____ Source data
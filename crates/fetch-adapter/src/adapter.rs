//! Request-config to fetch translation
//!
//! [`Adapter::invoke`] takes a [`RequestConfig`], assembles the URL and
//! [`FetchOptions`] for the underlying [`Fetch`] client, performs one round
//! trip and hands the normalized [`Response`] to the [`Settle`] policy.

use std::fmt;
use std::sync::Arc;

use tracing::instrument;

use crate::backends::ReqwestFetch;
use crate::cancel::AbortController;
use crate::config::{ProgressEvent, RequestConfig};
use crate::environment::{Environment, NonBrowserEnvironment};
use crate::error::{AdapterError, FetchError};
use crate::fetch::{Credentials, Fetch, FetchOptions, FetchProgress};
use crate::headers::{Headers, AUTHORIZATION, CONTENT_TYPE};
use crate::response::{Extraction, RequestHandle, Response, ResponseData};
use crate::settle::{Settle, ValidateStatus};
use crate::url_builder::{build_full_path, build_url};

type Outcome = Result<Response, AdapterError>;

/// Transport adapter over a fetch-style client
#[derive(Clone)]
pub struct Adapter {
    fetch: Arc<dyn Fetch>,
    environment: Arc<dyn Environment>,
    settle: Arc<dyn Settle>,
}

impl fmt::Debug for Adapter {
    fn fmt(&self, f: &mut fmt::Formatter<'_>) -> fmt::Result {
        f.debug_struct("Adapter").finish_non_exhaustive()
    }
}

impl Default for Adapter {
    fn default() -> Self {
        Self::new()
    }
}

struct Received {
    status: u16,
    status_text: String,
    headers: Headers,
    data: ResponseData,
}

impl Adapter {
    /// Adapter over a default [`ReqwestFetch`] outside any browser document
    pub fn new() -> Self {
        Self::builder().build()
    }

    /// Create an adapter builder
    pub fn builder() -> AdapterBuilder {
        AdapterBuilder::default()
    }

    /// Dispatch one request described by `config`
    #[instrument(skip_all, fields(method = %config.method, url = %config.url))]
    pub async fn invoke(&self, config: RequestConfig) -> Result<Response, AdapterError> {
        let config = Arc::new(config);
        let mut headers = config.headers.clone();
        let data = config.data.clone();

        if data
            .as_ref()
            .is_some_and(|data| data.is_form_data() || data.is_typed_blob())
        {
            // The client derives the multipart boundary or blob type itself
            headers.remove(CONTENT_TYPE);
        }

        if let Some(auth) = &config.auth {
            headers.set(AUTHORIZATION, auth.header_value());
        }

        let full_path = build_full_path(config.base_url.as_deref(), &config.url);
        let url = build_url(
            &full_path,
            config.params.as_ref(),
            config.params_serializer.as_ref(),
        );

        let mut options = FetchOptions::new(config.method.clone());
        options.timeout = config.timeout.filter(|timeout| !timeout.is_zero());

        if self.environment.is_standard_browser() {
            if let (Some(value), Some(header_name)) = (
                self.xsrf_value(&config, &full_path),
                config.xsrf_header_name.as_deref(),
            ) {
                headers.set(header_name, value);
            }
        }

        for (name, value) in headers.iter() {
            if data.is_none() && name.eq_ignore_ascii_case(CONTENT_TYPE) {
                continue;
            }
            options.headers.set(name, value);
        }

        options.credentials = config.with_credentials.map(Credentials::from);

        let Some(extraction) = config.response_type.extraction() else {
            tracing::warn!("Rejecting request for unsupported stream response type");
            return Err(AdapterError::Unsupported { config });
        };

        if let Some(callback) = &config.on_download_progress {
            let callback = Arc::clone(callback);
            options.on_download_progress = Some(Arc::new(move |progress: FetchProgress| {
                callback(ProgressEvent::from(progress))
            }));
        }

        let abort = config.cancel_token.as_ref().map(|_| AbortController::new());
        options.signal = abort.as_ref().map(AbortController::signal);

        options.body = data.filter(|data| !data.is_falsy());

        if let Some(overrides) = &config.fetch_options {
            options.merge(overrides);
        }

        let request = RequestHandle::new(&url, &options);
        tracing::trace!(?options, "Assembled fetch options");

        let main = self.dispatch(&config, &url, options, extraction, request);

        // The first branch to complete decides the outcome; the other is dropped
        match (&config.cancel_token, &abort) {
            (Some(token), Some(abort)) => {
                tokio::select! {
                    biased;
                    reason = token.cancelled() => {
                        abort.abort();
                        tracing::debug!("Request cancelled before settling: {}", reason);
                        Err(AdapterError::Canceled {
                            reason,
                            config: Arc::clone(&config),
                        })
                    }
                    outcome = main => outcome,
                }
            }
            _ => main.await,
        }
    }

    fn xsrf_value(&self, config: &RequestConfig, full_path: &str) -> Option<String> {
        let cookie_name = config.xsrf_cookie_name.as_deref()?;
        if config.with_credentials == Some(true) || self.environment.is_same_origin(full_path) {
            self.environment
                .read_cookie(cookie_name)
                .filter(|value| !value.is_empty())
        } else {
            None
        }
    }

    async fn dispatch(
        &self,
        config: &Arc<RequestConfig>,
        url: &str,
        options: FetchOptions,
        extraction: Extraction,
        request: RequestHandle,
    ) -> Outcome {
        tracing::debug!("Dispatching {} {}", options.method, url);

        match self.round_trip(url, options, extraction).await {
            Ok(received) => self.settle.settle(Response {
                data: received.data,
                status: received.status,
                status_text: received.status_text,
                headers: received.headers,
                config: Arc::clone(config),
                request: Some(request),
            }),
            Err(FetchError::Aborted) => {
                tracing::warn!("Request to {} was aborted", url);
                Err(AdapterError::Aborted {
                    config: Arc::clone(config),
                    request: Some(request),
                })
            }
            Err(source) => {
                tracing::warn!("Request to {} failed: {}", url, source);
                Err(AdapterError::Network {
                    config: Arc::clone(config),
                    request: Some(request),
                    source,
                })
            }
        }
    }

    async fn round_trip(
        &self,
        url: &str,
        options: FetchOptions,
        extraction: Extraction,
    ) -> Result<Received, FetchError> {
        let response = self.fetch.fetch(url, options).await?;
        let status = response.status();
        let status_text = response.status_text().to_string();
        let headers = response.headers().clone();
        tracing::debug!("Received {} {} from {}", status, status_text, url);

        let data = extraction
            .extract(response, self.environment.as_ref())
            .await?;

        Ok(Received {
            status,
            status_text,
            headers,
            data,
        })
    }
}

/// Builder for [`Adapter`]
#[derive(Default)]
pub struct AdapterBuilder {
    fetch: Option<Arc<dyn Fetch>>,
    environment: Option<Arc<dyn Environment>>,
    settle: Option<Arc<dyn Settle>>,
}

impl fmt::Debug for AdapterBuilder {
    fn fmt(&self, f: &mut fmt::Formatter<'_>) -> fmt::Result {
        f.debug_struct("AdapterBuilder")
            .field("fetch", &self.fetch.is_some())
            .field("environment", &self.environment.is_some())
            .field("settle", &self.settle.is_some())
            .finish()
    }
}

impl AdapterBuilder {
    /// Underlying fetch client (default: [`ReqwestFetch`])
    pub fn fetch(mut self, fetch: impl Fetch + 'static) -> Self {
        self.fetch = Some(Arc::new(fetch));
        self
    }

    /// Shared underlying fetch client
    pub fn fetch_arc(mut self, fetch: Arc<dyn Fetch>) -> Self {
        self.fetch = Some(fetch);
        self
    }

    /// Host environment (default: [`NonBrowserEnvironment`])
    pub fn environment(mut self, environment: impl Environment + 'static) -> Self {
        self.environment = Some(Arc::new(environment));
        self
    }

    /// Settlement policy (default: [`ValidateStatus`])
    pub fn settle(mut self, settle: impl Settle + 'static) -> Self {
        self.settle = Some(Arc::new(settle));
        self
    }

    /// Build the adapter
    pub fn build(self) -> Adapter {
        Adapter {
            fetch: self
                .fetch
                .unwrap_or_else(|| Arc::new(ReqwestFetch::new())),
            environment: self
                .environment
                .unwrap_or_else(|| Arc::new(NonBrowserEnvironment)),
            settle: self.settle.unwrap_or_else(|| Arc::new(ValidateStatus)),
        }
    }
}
________
____ Source data
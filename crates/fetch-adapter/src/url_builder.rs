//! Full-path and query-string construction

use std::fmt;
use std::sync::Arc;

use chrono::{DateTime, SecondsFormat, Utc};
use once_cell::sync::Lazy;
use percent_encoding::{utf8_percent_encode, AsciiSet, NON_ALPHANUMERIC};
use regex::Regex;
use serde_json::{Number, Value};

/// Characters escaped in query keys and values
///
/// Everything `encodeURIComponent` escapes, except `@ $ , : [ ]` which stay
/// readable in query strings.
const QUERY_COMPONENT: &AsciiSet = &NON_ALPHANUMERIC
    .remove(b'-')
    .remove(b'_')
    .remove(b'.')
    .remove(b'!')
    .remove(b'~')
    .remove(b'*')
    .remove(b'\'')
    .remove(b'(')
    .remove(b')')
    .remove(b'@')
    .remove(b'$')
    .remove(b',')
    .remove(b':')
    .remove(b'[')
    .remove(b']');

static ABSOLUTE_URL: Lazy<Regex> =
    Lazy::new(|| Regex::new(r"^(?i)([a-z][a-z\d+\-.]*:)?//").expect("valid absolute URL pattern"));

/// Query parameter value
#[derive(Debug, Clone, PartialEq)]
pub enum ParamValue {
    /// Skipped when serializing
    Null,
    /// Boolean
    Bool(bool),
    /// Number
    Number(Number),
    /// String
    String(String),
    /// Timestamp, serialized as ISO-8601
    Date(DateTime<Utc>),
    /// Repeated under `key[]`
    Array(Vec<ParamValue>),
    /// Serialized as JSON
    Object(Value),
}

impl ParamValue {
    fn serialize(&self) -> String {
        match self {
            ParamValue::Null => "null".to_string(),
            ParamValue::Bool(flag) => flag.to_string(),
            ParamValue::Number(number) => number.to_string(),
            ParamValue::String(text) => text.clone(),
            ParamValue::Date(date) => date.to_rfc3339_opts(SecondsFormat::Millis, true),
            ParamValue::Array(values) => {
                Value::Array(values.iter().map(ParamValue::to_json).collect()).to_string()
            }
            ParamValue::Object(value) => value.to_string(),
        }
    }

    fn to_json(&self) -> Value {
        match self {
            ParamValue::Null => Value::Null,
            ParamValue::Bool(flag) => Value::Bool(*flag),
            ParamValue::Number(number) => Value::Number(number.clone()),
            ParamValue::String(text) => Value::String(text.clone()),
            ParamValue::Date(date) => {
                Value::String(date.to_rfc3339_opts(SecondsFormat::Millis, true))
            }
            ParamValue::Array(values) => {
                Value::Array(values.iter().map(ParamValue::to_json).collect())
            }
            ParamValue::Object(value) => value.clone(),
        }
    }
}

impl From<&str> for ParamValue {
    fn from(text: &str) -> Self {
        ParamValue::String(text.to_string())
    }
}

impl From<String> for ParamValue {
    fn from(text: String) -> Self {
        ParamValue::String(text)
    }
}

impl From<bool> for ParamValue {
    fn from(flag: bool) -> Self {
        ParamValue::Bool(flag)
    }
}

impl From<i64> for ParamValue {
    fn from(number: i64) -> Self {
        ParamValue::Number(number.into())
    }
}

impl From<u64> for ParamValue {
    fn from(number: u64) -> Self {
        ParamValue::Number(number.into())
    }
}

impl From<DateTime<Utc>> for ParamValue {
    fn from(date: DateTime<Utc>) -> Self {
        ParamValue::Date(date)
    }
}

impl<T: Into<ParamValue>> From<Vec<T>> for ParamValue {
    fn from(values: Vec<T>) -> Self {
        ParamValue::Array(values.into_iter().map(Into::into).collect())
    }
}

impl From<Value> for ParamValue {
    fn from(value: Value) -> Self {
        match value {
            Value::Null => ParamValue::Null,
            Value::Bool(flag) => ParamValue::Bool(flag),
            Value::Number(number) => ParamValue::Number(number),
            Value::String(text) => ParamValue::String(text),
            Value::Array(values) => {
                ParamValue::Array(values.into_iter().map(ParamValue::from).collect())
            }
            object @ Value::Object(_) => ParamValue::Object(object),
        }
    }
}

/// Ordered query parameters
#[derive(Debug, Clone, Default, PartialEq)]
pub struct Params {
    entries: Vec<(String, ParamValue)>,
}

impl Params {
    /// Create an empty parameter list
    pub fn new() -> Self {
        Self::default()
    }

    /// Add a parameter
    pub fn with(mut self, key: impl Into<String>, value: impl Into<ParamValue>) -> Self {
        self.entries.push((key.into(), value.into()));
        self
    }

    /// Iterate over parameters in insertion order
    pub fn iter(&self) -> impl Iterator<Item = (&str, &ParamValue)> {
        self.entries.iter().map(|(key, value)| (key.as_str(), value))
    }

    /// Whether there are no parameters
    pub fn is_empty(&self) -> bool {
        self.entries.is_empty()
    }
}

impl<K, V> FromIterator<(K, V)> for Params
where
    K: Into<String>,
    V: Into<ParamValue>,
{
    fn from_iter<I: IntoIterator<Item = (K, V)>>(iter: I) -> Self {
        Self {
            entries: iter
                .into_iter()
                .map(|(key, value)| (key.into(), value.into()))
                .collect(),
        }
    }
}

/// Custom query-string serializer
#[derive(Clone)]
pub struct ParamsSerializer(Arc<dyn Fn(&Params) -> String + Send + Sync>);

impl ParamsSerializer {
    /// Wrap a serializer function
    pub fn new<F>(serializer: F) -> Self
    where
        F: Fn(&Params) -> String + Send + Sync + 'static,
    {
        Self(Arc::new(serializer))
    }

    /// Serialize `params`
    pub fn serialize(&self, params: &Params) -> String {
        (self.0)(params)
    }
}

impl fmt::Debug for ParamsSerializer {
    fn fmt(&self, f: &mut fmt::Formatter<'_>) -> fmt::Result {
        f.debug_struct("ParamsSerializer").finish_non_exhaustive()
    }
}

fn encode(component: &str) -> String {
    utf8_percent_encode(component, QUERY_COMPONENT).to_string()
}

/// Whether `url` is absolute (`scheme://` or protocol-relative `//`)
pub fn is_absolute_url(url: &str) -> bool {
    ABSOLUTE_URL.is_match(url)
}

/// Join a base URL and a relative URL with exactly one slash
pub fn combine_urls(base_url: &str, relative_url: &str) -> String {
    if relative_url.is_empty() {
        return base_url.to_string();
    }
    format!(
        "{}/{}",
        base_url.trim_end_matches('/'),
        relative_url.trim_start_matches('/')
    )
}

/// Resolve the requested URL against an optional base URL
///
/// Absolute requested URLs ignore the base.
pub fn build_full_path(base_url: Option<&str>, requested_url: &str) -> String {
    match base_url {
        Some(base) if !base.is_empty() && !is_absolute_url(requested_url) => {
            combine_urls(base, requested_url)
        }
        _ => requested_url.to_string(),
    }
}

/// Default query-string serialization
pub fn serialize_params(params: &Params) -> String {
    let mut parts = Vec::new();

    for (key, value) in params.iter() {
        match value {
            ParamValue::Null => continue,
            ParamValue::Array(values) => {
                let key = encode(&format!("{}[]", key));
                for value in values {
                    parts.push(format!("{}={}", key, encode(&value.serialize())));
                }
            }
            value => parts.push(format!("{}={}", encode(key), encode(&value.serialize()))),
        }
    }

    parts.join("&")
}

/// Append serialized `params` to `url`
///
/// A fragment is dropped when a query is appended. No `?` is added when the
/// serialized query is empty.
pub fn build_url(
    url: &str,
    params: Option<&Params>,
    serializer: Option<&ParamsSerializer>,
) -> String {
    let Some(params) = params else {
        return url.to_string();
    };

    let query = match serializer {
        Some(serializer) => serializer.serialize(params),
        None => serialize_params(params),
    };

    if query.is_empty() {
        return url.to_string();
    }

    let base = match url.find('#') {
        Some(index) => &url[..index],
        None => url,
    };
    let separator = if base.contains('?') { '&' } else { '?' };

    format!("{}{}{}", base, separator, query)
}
________
Every line above carrying the word "SecondsFormat" needs to be shown.

use chrono::{DateTime, SecondsFormat, Utc};
            ParamValue::Date(date) => date.to_rfc3339_opts(SecondsFormat::Millis, true),
                Value::String(date.to_rfc3339_opts(SecondsFormat::Millis, true))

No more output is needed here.